The 27th global climate conference started this week in Egypt.
Climate conferences have often focused on setting targets to reduce emissions.
This time, in the wake of more frequent natural disasters, there’s also heightened focus on a different question: as the consequences of climate change arrive, do the world’s wealthiest countries owe the developing world compensation?
Here’s the background.
Where we stand
Since the conference in Paris in 2015, most of the world has been committed to keeping warming “well below” 2ºC – aiming for 1.5ºC.
The latest research suggests the consequences of 2ºC are much worse than 1.5ºC, but that there will be significant consequences at either level.
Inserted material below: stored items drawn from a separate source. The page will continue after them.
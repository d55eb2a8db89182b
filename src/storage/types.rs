use thiserror::Error;

// ============================================================================
// Error Types
// ============================================================================

/// Database-specific errors with user-friendly messages
#[derive(Debug, Error)]
pub enum DatabaseError {
    /// Another instance of the application has locked the database
    #[error("Another instance of feedboard appears to be running. Please close it and try again.")]
    InstanceLocked,

    /// Migration failed
    #[error("Database migration failed: {0}")]
    Migration(String),

    /// Generic database error
    #[error("Database error: {0}")]
    Other(#[from] sqlx::Error),
}

impl DatabaseError {
    /// Map lock-related sqlx errors to `InstanceLocked`.
    pub(crate) fn from_sqlx(err: sqlx::Error) -> Self {
        let error_string = err.to_string().to_lowercase();

        // SQLITE_BUSY (5), SQLITE_LOCKED (6), SQLITE_CANTOPEN (14)
        if error_string.contains("database is locked")
            || error_string.contains("database table is locked")
            || error_string.contains("sqlite_busy")
            || error_string.contains("sqlite_locked")
            || error_string.contains("unable to open database file")
        {
            return DatabaseError::InstanceLocked;
        }

        DatabaseError::Other(err)
    }
}

// ============================================================================
// Storage Keys
// ============================================================================

/// Well-known `local_storage` keys.
pub mod keys {
    /// Read-state map: JSON array of `[item_id, read_at_ms]` pairs.
    pub const READ_ITEMS: &str = "read_items";
    /// Preferred grouping label.
    pub const GROUP_LABEL: &str = "pref.group_label";
    /// Last active group tab, restored once on the next start.
    pub const ACTIVE_GROUP: &str = "pref.active_group";
    /// Prefix of keys that only live for one process lifetime.
    pub const SESSION_PREFIX: &str = "session.";
    /// Navigation context captured before opening the reader.
    pub const NAV_CONTEXT: &str = "session.nav_context";
    /// List scroll offset captured before opening the reader.
    pub const SCROLL: &str = "session.scroll";
}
The world is not currently on track to reach either goal.
Extreme weather events are already occurring more frequently, putting a sharper focus on the need to adapt as well as prevent.
The developing world
Developing countries are often strong in calling for urgent action on climate change. Many are already seeing the effect of extreme weather on farming and food security. For small island nations in the Pacific and the Caribbean, rising sea levels threaten to wipe them out altogether.
Representatives from these countries often emphasise that wealthier countries, which developed industrial capacity first, have contributed the most to the problem, and argue they should lead the way in fixing it.
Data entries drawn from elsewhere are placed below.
//! Editing helpers for the backend configuration document.
//!
//! The backend speaks JSON; humans edit YAML. A [`ConfigDocument`] wraps the
//! JSON value fetched from `/query_config`, renders it as YAML for the
//! editor, and parses edited YAML back. Parsing failures are reported and the
//! remote configuration stays untouched until a valid document is applied.

use serde_json::{Map, Value};
use thiserror::Error;

use crate::util::validate_backend_url;

#[derive(Debug, Error)]
pub enum ConfigDocError {
    #[error("Invalid YAML: {0}")]
    Yaml(#[from] serde_yaml::Error),
    #[error("Configuration must be a mapping at the top level")]
    NotAMapping,
    #[error("A source named '{0}' already exists")]
    DuplicateSource(String),
    #[error("Source name must not be empty")]
    EmptySourceName,
    #[error("Invalid source URL: {0}")]
    InvalidSourceUrl(String),
    #[error("scrape.sources must be a list")]
    SourcesNotAList,
}

/// Summary of one scrape source, for the sources list.
#[derive(Debug, Clone, PartialEq, Eq)]
pub struct SourceSummary {
    pub name: String,
    pub rss_url: Option<String>,
    pub labels: Vec<(String, String)>,
}

/// Summary of one notification route.
#[derive(Debug, Clone, PartialEq, Eq)]
pub struct RouteSummary {
    /// Nesting depth, 0 for the root route.
    pub depth: usize,
    pub receivers: Vec<String>,
    pub group_by: Vec<String>,
    pub matchers: Vec<String>,
}

#[derive(Debug, Clone, PartialEq)]
pub struct ConfigDocument {
    value: Value,
}

impl ConfigDocument {
    pub fn from_json(value: Value) -> Result<Self, ConfigDocError> {
        match value {
            Value::Object(_) => Ok(Self { value }),
            // A fresh backend may have no configuration yet.
            Value::Null => Ok(Self {
                value: Value::Object(Map::new()),
            }),
            _ => Err(ConfigDocError::NotAMapping),
        }
    }

    /// Parse edited YAML. Rejects anything but a top-level mapping.
    pub fn parse_yaml(text: &str) -> Result<Self, ConfigDocError> {
        let value: Value = serde_yaml::from_str(text)?;
        Self::from_json(value)
    }

    pub fn to_yaml(&self) -> Result<String, ConfigDocError> {
        Ok(serde_yaml::to_string(&self.value)?)
    }

    pub fn as_json(&self) -> &Value {
        &self.value
    }

    /// Configured scrape sources (`scrape.sources`).
    pub fn sources(&self) -> Vec<SourceSummary> {
        self.value
            .pointer("/scrape/sources")
            .and_then(Value::as_array)
            .map(|sources| {
                sources
                    .iter()
                    .map(|source| SourceSummary {
                        name: str_field(source, "/name").unwrap_or_default(),
                        rss_url: str_field(source, "/rss/url"),
                        labels: source
                            .get("labels")
                            .and_then(Value::as_object)
                            .map(|labels| {
                                labels
                                    .iter()
                                    .map(|(k, v)| (k.clone(), scalar_to_string(v)))
                                    .collect()
                            })
                            .unwrap_or_default(),
                    })
                    .collect()
            })
            .unwrap_or_default()
    }

    /// Append an RSS source to `scrape.sources`, creating the path as needed.
    pub fn add_rss_source(&mut self, name: &str, url: &str) -> Result<(), ConfigDocError> {
        let name = name.trim();
        if name.is_empty() {
            return Err(ConfigDocError::EmptySourceName);
        }
        let url = validate_backend_url(url.trim())
            .map_err(|e| ConfigDocError::InvalidSourceUrl(e.to_string()))?;
        if self.sources().iter().any(|s| s.name == name) {
            return Err(ConfigDocError::DuplicateSource(name.to_string()));
        }

        let root = self
            .value
            .as_object_mut()
            .ok_or(ConfigDocError::NotAMapping)?;
        let scrape = object_entry(root, "scrape")?;
        let sources = scrape
            .entry("sources")
            .or_insert_with(|| Value::Array(Vec::new()));
        if sources.is_null() {
            *sources = Value::Array(Vec::new());
        }
        let list = sources
            .as_array_mut()
            .ok_or(ConfigDocError::SourcesNotAList)?;
        list.push(serde_json::json!({
            "name": name,
            "rss": { "url": url.as_str() },
        }));

        tracing::info!(name, url = %url, "Added RSS source to configuration draft");
        Ok(())
    }

    /// Flattened notification route tree (`notify.route`), depth first.
    pub fn notification_routes(&self) -> Vec<RouteSummary> {
        let mut out = Vec::new();
        if let Some(root) = self.value.pointer("/notify/route") {
            collect_routes(root, 0, &mut out);
        }
        out
    }

    /// Names of configured notification receivers (`notify.receivers[].name`).
    pub fn receivers(&self) -> Vec<String> {
        self.value
            .pointer("/notify/receivers")
            .and_then(Value::as_array)
            .map(|list| list.iter().filter_map(|r| str_field(r, "/name")).collect())
            .unwrap_or_default()
    }
}

fn collect_routes(route: &Value, depth: usize, out: &mut Vec<RouteSummary>) {
    out.push(RouteSummary {
        depth,
        receivers: string_list(route.get("receivers")),
        group_by: string_list(route.get("group_by")),
        matchers: string_list(route.get("matchers")),
    });
    if let Some(children) = route.get("sub_routes").and_then(Value::as_array) {
        for child in children {
            collect_routes(child, depth + 1, out);
        }
    }
}

fn object_entry<'a>(
    map: &'a mut Map<String, Value>,
    key: &str,
) -> Result<&'a mut Map<String, Value>, ConfigDocError> {
    let entry = map
        .entry(key)
        .or_insert_with(|| Value::Object(Map::new()));
    if entry.is_null() {
        *entry = Value::Object(Map::new());
    }
    entry.as_object_mut().ok_or(ConfigDocError::NotAMapping)
}

fn str_field(value: &Value, pointer: &str) -> Option<String> {
    value.pointer(pointer).and_then(Value::as_str).map(str::to_string)
}

fn string_list(value: Option<&Value>) -> Vec<String> {
    match value {
        Some(Value::Array(items)) => items.iter().map(scalar_to_string).collect(),
        Some(Value::String(s)) => vec![s.clone()],
        _ => Vec::new(),
    }
}

fn scalar_to_string(value: &Value) -> String {
    match value {
        Value::String(s) => s.clone(),
        other => other.to_string(),
    }
}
One example of this argument was a speech earlier this week by the Prime Minister of Barbados, a small Caribbean island nation. Mia Mottley said it was “fundamentally unfair” that the same countries once colonised by industrial powers, whose “blood, sweat and tears financed the industrial revolution”, should now also have to “pay the cost”.
Barbados has a population smaller than Canberra’s, and its contribution to global emissions is very small. However, a similar argument is also made by China, which believes it should not be expected to take the lead because it industrialised relatively recently.
This has bigger implications because China is the biggest overall emitter by a very long way. In 2020 it accounted for about 31% of global emissions. Every high-income country combined, including the U.S. and Australia, accounted for 34%.
However, much of this is due to its large population. Measured in per person terms, the worst emitters include Saudi Arabia, Kazakhstan, Australia, the U.S. and Canada.
Measured in terms of all-time emissions, the U.S. is the highest and China is second. Wealthy countries account for more than half the historical total.
Splitting the bill?
Exactly how these different figures should be used to assign ‘responsibility’ for reducing climate change has been a continual sticking point at climate conferences.
At the 15th conference in Copenhagen in 2009, wealthier countries agreed to annually contribute a collective $US100 billion to fund emissions reductions in developing countries. However, OECD monitoring indicates the goal of $100 billion a year has never been met.
This time, the focus will be on money for adaptation: there are calls for a separate fund to support developing countries when they are hit by climate-induced extreme weather events.
The idea of a “loss and damage fund” has been resisted by wealthier countries in the past. However, it has been added to the agenda this week after calls from countries like Pakistan, which has been hit by major flooding and extreme heatwaves in the same year. The conference is not expected to finalise a fund, but may agree on some general principles to support further work.
In opening remarks at the conference, United Nations Secretary-General António Guterres said the cost of “loss and damage can not be swept under the rug”.
“It is a moral imperative. It is a fundamental question of international solidarity – and climate justice. Those who contributed least to the climate crisis are reaping the whirlwind sown by others.”
He emphasised that both the U.S. and China had a “particular responsibility” to lead efforts as the world’s two largest economies. “This is our only hope of meeting our climate goals… it is either a Climate Solidarity Pact – or a Collective Suicide Pact,” Guterres said.
In the first days of discussions, several European leaders have supported the idea of loss and damage compensation. Governments from Scotland, Ireland, Austria, Belgium, Denmark, and Germany have all promised to contribute small amounts of funding.
The U.S. hasn’t made any specific commitments, but a Government spokesperson expressed a desire “to see the loss and damage issue dealt with upfront and in a real way”.